Wednesday, November 16, 2016

Hank.

Maybe this is why I can't finish May.
I've been dreading this post.  I just don't want to write it.  Maybe because it makes it final.  Maybe because it still stings my heart.  Maybe because I know it makes me cry. I miss you Hank.

My usual bedtime routine had Hank on my heals following me room to room.  But May 24 something was different.  My buddy wouldn't leave his softy bed in the living room.  He was sleeping pretty hard, so I left him to snooze.  Around 2:00 am, I heard him up, which was nothing out of the ordinary for his old age to need a middle of the night bathroom break.  I got up, but didn't find him at the door.  He was standing between the kitchen table and fridge.  Stiff.  Back arched. Tail down.  Horse-like.  His eyes were marble-like.  When I said his name, he didn't flutter.  Something wasn't right.  After some petting and talking to, he eventually walked over to the door, yet ignoring my affection.
I let him out.  There was a full moon, and it was very bright.  Bright enough, I didn't need to turn the back light on to see him.  He didn't go far.  He sat awkwardly on his back legs and gazed to the back of the yard.  Since he wasn't going to the bathroom, I opened the door to have him come back inside.
Nothing.  He didn't shudder at my voice.
I went out.  Pet him and tried to coax him inside.
Nothing.  He totally ignored me.  And it was then.  Then I realized this was going to be hard.
I got down next to him.  Petting him and talking to him.  He wouldn't turn he head to look at me, no wag of the tail.  In fact, it was if he didn't even want me there.  But I couldn't just leave him.  No, not my buddy.  I couldn't leave him laying there by himself, when he never left my side for the past 12 and a half years.  His 50 pounds wasn't moving though.   

I rushed inside and grabbed a large quilt.  Adam wasn't home, so it was just me and my muscles.  I gently wrapped the quilt around my buddy and used it to bundle him up and carry him gently into our bedroom.  I brought in all his favorite bed and blankets.  His face was sagging on one side and I'll never forget the way he looked at me.  It was time.
I made my bed next to him so we could sleep together.  And texted Adam letting him know.

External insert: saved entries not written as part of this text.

//! End-of-round snapshots.
//!
//! A snapshot freezes the three inputs a progression rule needs (map, roster,
//! history) into a JSON document, so a decision can be reproduced or checked
//! outside the game loop:
//!
//! ```json
//! {
//!   "map": ["#####", "#..>#", "#####"],
//!   "roster": [{ "id": 1, "name": "Ash", "position": { "x": 3, "y": 1 } }],
//!   "history": { "turns": [], "rounds_played": 4 }
//! }
//! ```
//!
//! Snapshots are immutable once loaded, so a batch can be evaluated in
//! parallel.

use std::fs;
use std::path::Path;

use rayon::prelude::*;
use serde::{Deserialize, Serialize};

use crate::error::{LoadError, MapParseError};
use crate::game::{History, Map, Warrior};
use crate::progression::{Outcome, Progression};

/// Frozen end-of-round state.
#[derive(Debug, Clone, PartialEq, Eq, Serialize, Deserialize)]
pub struct Snapshot {
    /// The map as ASCII rows (see [`Map::from_ascii`]).
    pub map: Vec<String>,
    /// Warriors in turn order.
    pub roster: Vec<Warrior>,
    /// Turn log for the current map run.
    #[serde(default)]
    pub history: History,
}

impl Snapshot {
    /// Capture the given state.
    #[must_use]
    pub fn new(map: &Map, roster: Vec<Warrior>, history: History) -> Self {
        Self {
            map: map.to_ascii(),
            roster,
            history,
        }
    }

    /// Parse a snapshot from JSON text.
    ///
    /// # Errors
    ///
    /// Returns an error if the text is not a valid snapshot.
    pub fn from_json(json: &str) -> Result<Self, LoadError> {
        Ok(serde_json::from_str(json)?)
    }

    /// Serialize to pretty-printed JSON.
    ///
    /// # Errors
    ///
    /// Returns an error if serialization fails.
    pub fn to_json(&self) -> Result<String, LoadError> {
        Ok(serde_json::to_string_pretty(self)?)
    }

    /// Load a snapshot from a JSON file.
    ///
    /// The map is parsed eagerly so a malformed map is reported here rather
    /// than at evaluation time.
    ///
    /// # Errors
    ///
    /// Returns an error if the file cannot be read, is not a valid snapshot,
    /// or holds a malformed map.
    pub fn load(path: &Path) -> Result<Self, LoadError> {
        let json = fs::read_to_string(path).map_err(|source| LoadError::Io {
            path: path.to_path_buf(),
            source,
        })?;
        let snapshot = Self::from_json(&json)?;
        snapshot.parse_map()?;

        tracing::debug!(
            path = %path.display(),
            warriors = snapshot.roster.len(),
            rounds = snapshot.history.rounds_played(),
            "loaded snapshot"
        );
        Ok(snapshot)
    }

    /// Save the snapshot as a JSON file.
    ///
    /// # Errors
    ///
    /// Returns an error if serialization or file I/O fails.
    pub fn save(&self, path: &Path) -> Result<(), LoadError> {
        let json = self.to_json()?;
        fs::write(path, json).map_err(|source| LoadError::Io {
            path: path.to_path_buf(),
            source,
        })?;
        tracing::debug!(path = %path.display(), "saved snapshot");
        Ok(())
    }

    /// Parse the stored map.
    ///
    /// # Errors
    ///
    /// Returns an error if the map rows are malformed.
    pub fn parse_map(&self) -> Result<Map, MapParseError> {
        Map::from_ascii(self.map.as_slice())
    }

    /// Run a progression rule against this snapshot.
    ///
    /// # Errors
    ///
    /// Returns an error only if the stored map is malformed; the rule itself
    /// cannot fail.
    pub fn evaluate<P>(&self, rule: &P) -> Result<Outcome<Warrior>, MapParseError>
    where
        P: Progression<Warrior, Map, History> + ?Sized,
    {
        let map = self.parse_map()?;
        Ok(rule.evaluate(&self.roster, &map, &self.history))
    }
}

/// Evaluate a batch of snapshots in parallel.
///
/// Results are returned in the same order as `snapshots`.
pub fn evaluate_all<P>(snapshots: &[Snapshot], rule: &P) -> Vec<Result<Outcome<Warrior>, MapParseError>>
where
    P: Progression<Warrior, Map, History> + ?Sized,
{
    snapshots
        .par_iter()
        .map(|snapshot| snapshot.evaluate(rule))
        .collect()
}
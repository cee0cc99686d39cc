//! Evaluate command implementation.

use super::output::{format_outcome, JsonEvaluation};
use super::{CliError, OutputFormat, RuleArgs};
use std::path::Path;
use warband::Snapshot;

/// Execute the evaluate command.
///
/// # Errors
///
/// Returns an error if the rule or snapshot cannot be loaded.
pub(crate) fn execute(
    snapshot_path: &Path,
    rule_args: &RuleArgs,
    format: OutputFormat,
) -> Result<(), CliError> {
    let config = rule_args.resolve()?;
    let snapshot = Snapshot::load(snapshot_path)?;
    let rule = config.build();

    let outcome = snapshot.evaluate(&*rule)?;
    let rounds_played = snapshot.history.rounds_played();

    tracing::info!(
        snapshot = %snapshot_path.display(),
        outcome = outcome.label(),
        rounds_played,
        "evaluated snapshot"
    );

    match format {
        OutputFormat::Text => {
            print!("{}", format_outcome(&config, rounds_played, &outcome));
        }
        OutputFormat::Json => {
            let json_result = JsonEvaluation {
                rule: config,
                rounds_played,
                result: &outcome,
            };
            let json = serde_json::to_string_pretty(&json_result)
                .map_err(|e| CliError::new(format!("JSON serialization failed: {e}")))?;
            println!("{json}");
        }
    }

    Ok(())
}
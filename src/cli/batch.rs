//! Batch command implementation.

use super::output::{format_batch_text, BatchStats, JsonBatchEntry, JsonBatchResult};
use super::{CliError, OutputFormat, RuleArgs};
use indicatif::{ProgressBar, ProgressStyle};
use rayon::prelude::*;
use std::path::PathBuf;
use std::time::Instant;
use warband::{evaluate_all, History, Map, Outcome, Progression, Snapshot, Warrior};

/// Execute the batch command.
///
/// Snapshots that fail to load are reported alongside the others rather than
/// aborting the batch.
///
/// # Errors
///
/// Returns an error if the rule cannot be resolved or output fails.
pub(crate) fn execute(
    snapshots: &[PathBuf],
    rule_args: &RuleArgs,
    threads: Option<usize>,
    format: OutputFormat,
    progress: bool,
) -> Result<(), CliError> {
    let config = rule_args.resolve()?;
    let rule = config.build();

    // Set thread pool size if specified
    if let Some(num_threads) = threads {
        rayon::ThreadPoolBuilder::new()
            .num_threads(num_threads)
            .build_global()
            .ok(); // Ignore error if already initialized
    }

    // Progress bar
    let pb = if progress {
        let pb = ProgressBar::new(snapshots.len() as u64);
        let style = ProgressStyle::default_bar()
            .template("{spinner:.green} [{elapsed_precise}] [{bar:40.cyan/blue}] {pos}/{len} snapshots")
            .map_err(|e| CliError::new(format!("Invalid progress template: {e}")))?
            .progress_chars("=>-");
        pb.set_style(style);
        Some(pb)
    } else {
        None
    };

    let start = Instant::now();

    // Loading is the I/O-bound part, so the bar ticks per file read.
    let loaded: Vec<Result<Snapshot, String>> = snapshots
        .par_iter()
        .map(|path| {
            let result = Snapshot::load(path).map_err(|e| e.to_string());
            if let Some(pb) = &pb {
                pb.inc(1);
            }
            result
        })
        .collect();

    let results = evaluate_loaded(loaded, &*rule);

    if let Some(pb) = pb {
        pb.finish_with_message("done");
    }

    let mut stats = BatchStats::default();
    for (path, result) in snapshots.iter().zip(&results) {
        if let Err(e) = result {
            tracing::warn!(snapshot = %path.display(), error = %e, "snapshot skipped");
        }
        stats.add(result);
    }

    tracing::info!(
        snapshots = stats.total(),
        advanced = stats.advanced,
        game_over = stats.game_over,
        undecided = stats.undecided,
        failed = stats.failed,
        elapsed = ?start.elapsed(),
        "batch complete"
    );

    match format {
        OutputFormat::Text => {
            print!("{}", format_batch_text(&config, snapshots, &results, &stats));
        }
        OutputFormat::Json => {
            let entries = snapshots
                .iter()
                .zip(&results)
                .map(|(path, result)| JsonBatchEntry {
                    snapshot: path.display().to_string(),
                    result: result.as_ref().ok(),
                    error: result.as_ref().err().map(String::as_str),
                })
                .collect();
            let json_result = JsonBatchResult {
                rule: config,
                entries,
                totals: stats,
            };
            let json = serde_json::to_string_pretty(&json_result)
                .map_err(|e| CliError::new(format!("JSON serialization failed: {e}")))?;
            println!("{json}");
        }
    }

    Ok(())
}

/// Evaluate the snapshots that loaded, keeping load failures in place.
fn evaluate_loaded<P>(
    loaded: Vec<Result<Snapshot, String>>,
    rule: &P,
) -> Vec<Result<Outcome<Warrior>, String>>
where
    P: Progression<Warrior, Map, History> + ?Sized,
{
    let mut ready = Vec::with_capacity(loaded.len());
    let slots: Vec<Result<(), String>> = loaded
        .into_iter()
        .map(|result| result.map(|snapshot| ready.push(snapshot)))
        .collect();

    let mut outcomes = evaluate_all(&ready, rule).into_iter();
    slots
        .into_iter()
        .map(|slot| {
            slot.and_then(|()| match outcomes.next() {
                Some(outcome) => outcome.map_err(|e| e.to_string()),
                None => Err("snapshot was not evaluated".to_string()),
            })
        })
        .collect()
}
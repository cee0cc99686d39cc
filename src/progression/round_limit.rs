//! Round limit layered over another rule.

use super::{Outcome, Progression, RoundLog};

/// Ends undecided runs once enough rounds have been played.
///
/// The wrapped rule is always evaluated first. Its decisions pass through
/// untouched; only [`Outcome::Undecided`] is inspected, and it becomes
/// [`Outcome::GameOver`] when `rounds_played >= limit`. A limit of zero
/// therefore ends any undecided run immediately.
///
/// Limits nest: wrapping a limited rule in another limit behaves like a single
/// limit at the smaller of the two values.
///
/// ```
/// use warband::game::{History, Map, Warrior};
/// use warband::progression::{from_fn, Outcome, Progression, RoundLimit};
///
/// let stalemate = from_fn(|_: &[Warrior], _: &Map, _: &History| Outcome::Undecided);
/// let rule = RoundLimit::new(2, stalemate);
/// let map = Map::from_ascii(&["."]).unwrap();
/// let nobody: &[Warrior] = &[];
///
/// let mut history = History::new();
/// history.end_round();
/// assert_eq!(rule.evaluate(nobody, &map, &history), Outcome::Undecided);
///
/// history.end_round();
/// assert_eq!(rule.evaluate(nobody, &map, &history), Outcome::GameOver);
/// ```
#[derive(Debug, Clone, Copy, PartialEq, Eq)]
pub struct RoundLimit<P> {
    /// Rounds after which an undecided run is over.
    limit: u32,
    /// The rule being limited.
    inner: P,
}

impl<P> RoundLimit<P> {
    /// Wraps `inner` with a round limit.
    #[must_use]
    pub fn new(limit: u32, inner: P) -> Self {
        Self { limit, inner }
    }

    /// The configured round limit.
    #[must_use]
    pub const fn limit(&self) -> u32 {
        self.limit
    }

    /// The wrapped rule.
    #[must_use]
    pub const fn inner(&self) -> &P {
        &self.inner
    }

    /// Unwraps the limit, returning the inner rule.
    #[must_use]
    pub fn into_inner(self) -> P {
        self.inner
    }
}

impl<W, M, H, P> Progression<W, M, H> for RoundLimit<P>
where
    H: RoundLog,
    P: Progression<W, M, H>,
{
    fn evaluate(&self, roster: &[W], map: &M, history: &H) -> Outcome<W> {
        match self.inner.evaluate(roster, map, history) {
            Outcome::Undecided if history.rounds_played() >= self.limit => Outcome::GameOver,
            decided => decided,
        }
    }
}

/// Wraps `inner` with a round limit. Shorthand for [`RoundLimit::new`].
#[must_use]
pub fn with_round_limit<P>(limit: u32, inner: P) -> RoundLimit<P> {
    RoundLimit::new(limit, inner)
}

#[cfg(test)]
mod tests {
    use super::*;
    use crate::progression::{from_fn, LastStanding, ReachExit};

    struct Rounds(u32);

    impl RoundLog for Rounds {
        fn rounds_played(&self) -> u32 {
            self.0
        }
    }

    #[derive(Debug)]
    struct Fixed(Outcome<u8>);

    impl Progression<u8, (), Rounds> for Fixed {
        fn evaluate(&self, _roster: &[u8], _map: &(), _history: &Rounds) -> Outcome<u8> {
            self.0.clone()
        }
    }

    fn eval<P: Progression<u8, (), Rounds>>(rule: &P, rounds: u32) -> Outcome<u8> {
        rule.evaluate(&[1, 2], &(), &Rounds(rounds))
    }

    #[test]
    fn test_limit_reached_ends_undecided_run() {
        let rule = RoundLimit::new(10, Fixed(Outcome::Undecided));
        assert_eq!(eval(&rule, 10), Outcome::GameOver);
        assert_eq!(eval(&rule, 11), Outcome::GameOver);
    }

    #[test]
    fn test_below_limit_stays_undecided() {
        let rule = RoundLimit::new(11, Fixed(Outcome::Undecided));
        assert_eq!(eval(&rule, 10), Outcome::Undecided);
        assert_eq!(eval(&rule, 0), Outcome::Undecided);
    }

    #[test]
    fn test_zero_limit_ends_immediately() {
        let rule = with_round_limit(0, Fixed(Outcome::Undecided));
        assert_eq!(eval(&rule, 0), Outcome::GameOver);
    }

    #[test]
    fn test_decisions_pass_through() {
        let advance = RoundLimit::new(0, Fixed(Outcome::Advance(vec![1])));
        assert_eq!(eval(&advance, 500), Outcome::Advance(vec![1]));

        let over = RoundLimit::new(u32::MAX, Fixed(Outcome::GameOver));
        assert_eq!(eval(&over, 0), Outcome::GameOver);
    }

    #[test]
    fn test_nested_limits_use_smaller() {
        let inner = RoundLimit::new(5, Fixed(Outcome::Undecided));
        let outer = RoundLimit::new(8, inner);
        assert_eq!(eval(&outer, 4), Outcome::Undecided);
        assert_eq!(eval(&outer, 5), Outcome::GameOver);

        let inner = RoundLimit::new(8, Fixed(Outcome::Undecided));
        let outer = RoundLimit::new(5, inner);
        assert_eq!(eval(&outer, 4), Outcome::Undecided);
        assert_eq!(eval(&outer, 5), Outcome::GameOver);
    }

    #[test]
    fn test_wraps_closures_and_builtins() {
        let closure = RoundLimit::new(3, from_fn(|_: &[u8], _: &(), _: &Rounds| Outcome::Undecided));
        assert_eq!(eval(&closure, 3), Outcome::GameOver);

        let last = RoundLimit::new(3, LastStanding);
        assert_eq!(eval(&last, 3), Outcome::GameOver);
        assert_eq!(last.evaluate(&[9], &(), &Rounds(3)), Outcome::Advance(vec![9]));
    }

    #[test]
    fn test_wraps_boxed_rule() {
        let boxed: Box<dyn Progression<u8, (), Rounds>> = Box::new(Fixed(Outcome::Undecided));
        let rule = RoundLimit::new(1, boxed);
        assert_eq!(eval(&rule, 1), Outcome::GameOver);
    }

    #[test]
    fn test_accessors() {
        let rule = RoundLimit::new(7, ReachExit);
        assert_eq!(rule.limit(), 7);
        assert_eq!(*rule.inner(), ReachExit);
        assert_eq!(rule.into_inner(), ReachExit);
    }
}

How was I going to do this?  Adam was gone, Emma had two days left of her time in Elementary school, Hope had her celebratory picnic left at her Pre-K school.  Not now Hank, please, not now.
Adam text me back and said, "wait till I get home.  I'll be there Thursday night."  OK.

I didn't sleep anymore that night.  The two days were being strong in front of the girls and keeping Hank comfortable.  He didn't eat.  He drank some.  He mainly stayed in our bedroom.  And so did I.  "Sleeping" on the floor next to him every night.  Napping by him during the day.  Loving on him.  Telling him how much I loved him.  Telling him it would be OK.  Kissing my favorite spot that dipped down right between his eyes.  Petting him nonstop.  This was my buddy.  He loved me and my family every minute of everyday.  He was the most loyal friend us girls (and Adam) could every have.  He moved four times with us.  He saw both girls come home from the hospital.  He watched them grow up.  He protected us.  He knew when Adam was gone.  He knew when I wasn't feeling well.  He ALWAYS loved me, unconditionally.  And I loved him too.  Best friends.

Friday we made the call.  And Saturday morning, May 28 was the hardest day of my life.  We woke the girls up.  Told them Hank wasn't feeling well, and that I was going to the vet to have him checked out...but he wasn't doing good, and he might not come back.  We cried.  They loved on him.  We told him how much we loved him.  Even though his tail didn't wag anymore, I knew he heard us and he knew.

He was my dog.  He had been by my side everyday for the past 12 and half years, so I didn't think twice about who would take him to the vet.  Adam lifted him into the car and I drove the hardest drive to the vet ever.  We had our last hugs and kisses.  It was time.  My heart that was broke was now crumbling to pieces.

Rest in peace Hank.  Rest in peace.  You were  are still the best dog ever.

He came back home with me and was put to rest by our garden.  I missed him already.

The vet had made two paw print keepsakes for the girls.  I gave them to them.  We cried.

It didn't get any easier as the day progressed.  Bedtime was the worst.  I had never left him outside during the night before.  And there he was.  It was chilly out and dark.  I hated leaving him "there" all by himself.  I know.  I know.  But my heart just wasn't understanding yet.  I'll miss you buddy.